Bisnis.com, JAKARTA – Sorak-sorai dan jeritan histeris memenuhi udara di Tokyo pada hari Sabtu ketika Kaisar Jepang baru Naruhito dan Permaisuri Masako membuat salam pertama mereka ke publik yang gembira tiga hari setelah naik takhta.
Ayah Naruhito, Akihito yang telah berusia 85 tahun, turun tahta pada hari Selasa dalam sebuah upacara sederhana, hampir tiga tahun setelah ia pertama kali mengungkapkan kekhawatiran bahwa bertambahnya usia mungkin membuatnya sulit untuk melakukan tugasnya.
Itu adalah pelepasan pertama dalam 200 tahun, karena sebelumnya selalui ditandai dengan meninggalnya kaisar sebelumnya. Berjanji untuk bekerja sebagai simbol rakyat, Naruhito yang berusia 59 tahun, secara resmi dinobatkan sebagai kaisar pada Senin,(6/5/2019) mendatang.
Orang berjam-jam berjam-jam untuk melihat kaisar baru dan keluarganya berdiri di balkon istana dan melambai ke kerumunan yang berkumpul. Biasanya salam seperti itu terjadi selama liburan Tahun Baru dan pada hari ulang tahun kaisar.
"Saya berdoa untuk kesehatan dan kebahagiaan Anda, dan saya dengan tulus berharap untuk pengembangan lebih lanjut dari negara kita dengan berjalan seiring dengan negara-negara lain dan mencari perdamaian global," kata sang kaisar, seperti dikutip dari Reuters, Sabtu (4/5/2019).
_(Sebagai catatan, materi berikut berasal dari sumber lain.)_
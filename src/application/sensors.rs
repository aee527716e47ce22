//! Sensor Snapshots
//!
//! Serializable views of the visited countries and cache statistics,
//! shaped the way the host publishes entity state.

use crate::application::countries_service::CountriesVisitedService;
use crate::application::resolution_service::ResolutionService;
use crate::domain::entities::{CacheStats, VisitedCountries};
use crate::domain::ports::StateReader;
use crate::domain::value_objects::CountryCode;
use crate::infrastructure::stats_publisher::Subscription;
use parking_lot::RwLock;
use serde::Serialize;
use std::sync::Arc;

// ===== Countries visited =====

#[derive(Debug, Clone, PartialEq, Serialize)]
pub struct CountriesVisitedAttributes {
    pub visited_countries: Vec<CountryCode>,
    pub visited_countries_names: Vec<String>,
    pub person: String,
    pub detected_from_history: Vec<CountryCode>,
    pub manual_countries: Vec<CountryCode>,
    pub current_country: Option<CountryCode>,
}

#[derive(Debug, Clone, PartialEq, Serialize)]
pub struct CountriesVisitedState {
    pub name: String,
    pub state: usize,
    pub unit_of_measurement: &'static str,
    pub attributes: CountriesVisitedAttributes,
}

/// Sensor whose state is the number of visited countries.
pub struct CountriesVisitedSensor {
    service: Arc<CountriesVisitedService>,
    person: String,
    last: RwLock<VisitedCountries>,
}

impl CountriesVisitedSensor {
    pub fn new(service: Arc<CountriesVisitedService>, person: impl Into<String>) -> Self {
        Self {
            service,
            person: person.into(),
            last: RwLock::new(VisitedCountries::empty()),
        }
    }

    pub fn name(&self) -> String {
        format!("Countries Visited ({})", self.person)
    }

    pub fn person(&self) -> &str {
        &self.person
    }

    /// Recompute from host state and return the new snapshot.
    pub async fn update(&self) -> CountriesVisitedState {
        let visited = self.service.update(&self.person).await;

        let changed = *self.last.read() != visited;
        if changed {
            tracing::info!(
                "{} changed: {} countries {:?}",
                self.name(),
                visited.count,
                visited.visited_codes
            );
        }

        *self.last.write() = visited;
        self.state()
    }

    /// Snapshot of the last computed view.
    pub fn state(&self) -> CountriesVisitedState {
        let visited = self.last.read().clone();
        CountriesVisitedState {
            name: self.name(),
            state: visited.count,
            unit_of_measurement: "countries",
            attributes: CountriesVisitedAttributes {
                visited_countries: visited.visited_codes,
                visited_countries_names: visited.names,
                person: self.person.clone(),
                detected_from_history: visited.detected_from_history,
                manual_countries: visited.manual_countries,
                current_country: visited.current_country,
            },
        }
    }
}

// ===== Cache statistics =====

#[derive(Debug, Clone, PartialEq, Serialize)]
pub struct CacheStatisticsState {
    pub name: &'static str,
    pub state: f64,
    pub unit_of_measurement: &'static str,
    pub attributes: CacheStats,
}

/// Sensor tracking the geocoding cache; refreshed by the stats publisher.
pub struct CacheStatisticsSensor {
    latest: Arc<RwLock<CacheStats>>,
    _subscription: Subscription,
}

impl CacheStatisticsSensor {
    pub fn new(resolver: &ResolutionService) -> Self {
        let latest = Arc::new(RwLock::new(resolver.stats()));
        let subscription = {
            let latest = latest.clone();
            resolver.subscribe(move |stats| {
                *latest.write() = stats.clone();
                Ok(())
            })
        };

        Self {
            latest,
            _subscription: subscription,
        }
    }

    pub fn state(&self) -> CacheStatisticsState {
        let stats = self.latest.read().clone();
        CacheStatisticsState {
            name: "Geocoding Cache Statistics",
            state: stats.hit_rate,
            unit_of_measurement: "%",
            attributes: stats,
        }
    }
}

// ===== Binary checks =====

#[derive(Debug, Clone, PartialEq, Serialize)]
pub struct VisitedAnywhereAttributes {
    pub visited_countries: Vec<String>,
    pub count: usize,
    pub person: String,
}

#[derive(Debug, Clone, PartialEq, Serialize)]
pub struct BinarySensorState<A> {
    pub name: String,
    pub is_on: bool,
    pub attributes: Option<A>,
}

/// On when the person has at least one manually tagged country.
pub struct VisitedAnywhereSensor {
    reader: Arc<dyn StateReader>,
    person: String,
}

impl VisitedAnywhereSensor {
    pub fn new(reader: Arc<dyn StateReader>, person: impl Into<String>) -> Self {
        Self {
            reader,
            person: person.into(),
        }
    }

    pub async fn state(&self) -> BinarySensorState<VisitedAnywhereAttributes> {
        let attributes = self
            .reader
            .current_state(&self.person)
            .await
            .map(|s| VisitedAnywhereAttributes {
                count: s.attributes.visited_countries.len(),
                visited_countries: s.attributes.visited_countries,
                person: self.person.clone(),
            });

        BinarySensorState {
            name: format!("Has Visited Countries ({})", self.person),
            is_on: attributes.as_ref().is_some_and(|a| a.count > 0),
            attributes,
        }
    }
}

/// On when the person has tagged one specific country.
pub struct CountryVisitedSensor {
    reader: Arc<dyn StateReader>,
    person: String,
    country: CountryCode,
}

impl CountryVisitedSensor {
    pub fn new(reader: Arc<dyn StateReader>, person: impl Into<String>, country: CountryCode) -> Self {
        Self {
            reader,
            person: person.into(),
            country,
        }
    }

    pub async fn state(&self) -> BinarySensorState<()> {
        let is_on = match self.reader.current_state(&self.person).await {
            Some(s) => s
                .attributes
                .visited_countries
                .iter()
                .filter_map(|c| CountryCode::parse(c))
                .any(|c| c == self.country),
            None => false,
        };

        BinarySensorState {
            name: format!("Visited {} ({})", self.country.display_name(), self.person),
            is_on,
            attributes: None,
        }
    }
}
Permaisuri Masako, mengenakan gaun dan topi kuning, melambai dan tersenyum kepada orang banyak bersama dengan anggota keluarga kekaisaran lainnya. Mereka akan menyapa kerumunan enam kali pada hari Sabtu, menurut penyiar publik NHK.
Akihito menjadi kaisar pada tahun 1989 setelah kematian ayahnya, Kaisar Hirohito, yang memicu masa berkabung yang panjang di seluruh Jepang, tetapi suasana hatinya benar-benar berbeda kali ini.
Klub mengadakan penghitungan mundur pada Selasa malam, kembang api meroket ke udara dan toko-toko mengadakan penjualan khusus untuk menghormati "Reiwa," nama era di mana Naruhito akan memerintah.
Ratusan pasangan bergegas ke kantor kota untuk mendaftarkan pernikahan mereka. Suasana meriah, yang banyak dibandingkan dengan Tahun Baru, ditambah oleh liburan 10 hari yang belum pernah terjadi sebelumnya yang diharapkan pengamat akan membawa dorongan ekonomi ke ekonomi Jepang yang lesu.